* Work to complete: Would you copy each line of the data below that has "signal"?

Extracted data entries
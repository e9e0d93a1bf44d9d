//! npudrad: the npudra NPU node driver daemon.
//!
//! Single binary that assembles the driver:
//! - Device discovery and the vNPU partition manager
//! - Checkpoint store (redb)
//! - Device-state controller and CDI spec writer
//! - Device-class sync
//! - REST API
//!
//! # Usage
//!
//! ```text
//! npudrad run --config /etc/npudra/npudra.toml --port 8480
//! npudrad default-config > npudra.toml
//! ```

use std::net::SocketAddr;
use std::path::PathBuf;
use std::sync::Arc;

use clap::{Parser, Subcommand};
use tracing::{info, warn};

use npudra_checkpoint::CheckpointStore;
use npudra_core::DriverConfig;
use npudra_partition::TemplateCatalog;
use npudra_plugin::{
    CdiSpecWriter, DeviceState, FileDeviceClassClient, StateConfig, StaticDeviceManager,
    enumerate_devices, sync_device_classes,
};

#[derive(Parser)]
#[command(name = "npudrad", about = "npudra NPU node driver daemon")]
struct Cli {
    #[command(subcommand)]
    command: Command,
}

#[derive(Subcommand)]
enum Command {
    /// Run the driver.
    Run {
        /// Path to the driver config (TOML). Defaults apply when omitted.
        #[arg(long)]
        config: Option<PathBuf>,

        /// Port the REST API listens on.
        #[arg(long, default_value = "8480")]
        port: u16,

        /// Override the plugin data directory from the config.
        #[arg(long)]
        plugin_dir: Option<PathBuf>,
    },
    /// Print the default config as TOML.
    DefaultConfig,
}

#[tokio::main]
async fn main() -> anyhow::Result<()> {
    tracing_subscriber::fmt()
        .with_env_filter(
            tracing_subscriber::EnvFilter::try_from_default_env()
                .unwrap_or_else(|_| tracing_subscriber::EnvFilter::new("info,npudrad=debug,npudra=debug")),
        )
        .init();

    let cli = Cli::parse();

    match cli.command {
        Command::Run {
            config,
            port,
            plugin_dir,
        } => run(config, port, plugin_dir).await,
        Command::DefaultConfig => {
            print!("{}", DriverConfig::default().to_toml_string()?);
            Ok(())
        }
    }
}

async fn run(
    config_path: Option<PathBuf>,
    port: u16,
    plugin_dir: Option<PathBuf>,
) -> anyhow::Result<()> {
    let mut config = match &config_path {
        Some(path) => DriverConfig::from_file(path)?,
        None => DriverConfig::default(),
    };
    if let Some(dir) = plugin_dir {
        config.plugin_dir = dir;
    }
    let node_name = config.resolved_node_name();
    info!(
        driver = %config.driver_name,
        node = %node_name,
        partitioning = config.enable_partitioning,
        "npudra driver starting"
    );

    // ── Initialize subsystems ──────────────────────────────────

    std::fs::create_dir_all(&config.plugin_dir)?;
    let db_path = config.checkpoint_db_path();
    let store = CheckpointStore::open(&db_path)?;
    info!(path = ?db_path, "checkpoint store opened");

    let catalog = TemplateCatalog::from_config(config.templates.as_deref(), config.families.as_deref());
    let device_manager = StaticDeviceManager::new(config.devices.clone());
    let found = enumerate_devices(
        &device_manager,
        catalog,
        &config.driver_name,
        &node_name,
        config.enable_partitioning,
    )?;
    info!(devices = found.inventory.len(), "device discovery complete");

    let cdi = CdiSpecWriter::new(&config.cdi_root, &config.driver_name, &node_name);
    let partitions = found.partitions.clone();
    let state = Arc::new(DeviceState::new(
        StateConfig {
            driver_name: config.driver_name.clone(),
            node_name: node_name.clone(),
        },
        found.inventory,
        found.partitions,
        Box::new(cdi),
        Box::new(store),
    )?);
    info!("device state initialized");

    // ── Device classes ─────────────────────────────────────────

    let sync_handle = match partitions {
        Some(partitions) => {
            let dir = config.device_class_path();
            let driver_name = config.driver_name.clone();
            info!(path = ?dir, "device class sync starting");
            Some(tokio::task::spawn_blocking(move || {
                let client = FileDeviceClassClient::new(dir);
                sync_device_classes(&partitions, &driver_name, &client)
            }))
        }
        None => {
            info!("partitioning disabled, device class sync skipped");
            None
        }
    };

    // ── Start API server ───────────────────────────────────────

    let router = npudra_api::build_router(state);
    let addr = SocketAddr::from(([0, 0, 0, 0], port));

    info!(%addr, "API server starting");

    let listener = tokio::net::TcpListener::bind(addr).await?;

    // Graceful shutdown on Ctrl-C.
    axum::serve(listener, router)
        .with_graceful_shutdown(async {
            if let Err(e) = tokio::signal::ctrl_c().await {
                warn!(error = %e, "failed to listen for shutdown signal");
                std::future::pending::<()>().await;
            }
            info!("shutdown signal received");
        })
        .await?;

    if let Some(handle) = sync_handle
        && let Err(e) = handle.await
    {
        warn!(error = %e, "device class sync task failed");
    }

    info!("npudra driver stopped");
    Ok(())
}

* Solution for this exercise:
            if let Err(e) = tokio::signal::ctrl_c().await {
                warn!(error = %e, "failed to listen for shutdown signal");
            info!("shutdown signal received");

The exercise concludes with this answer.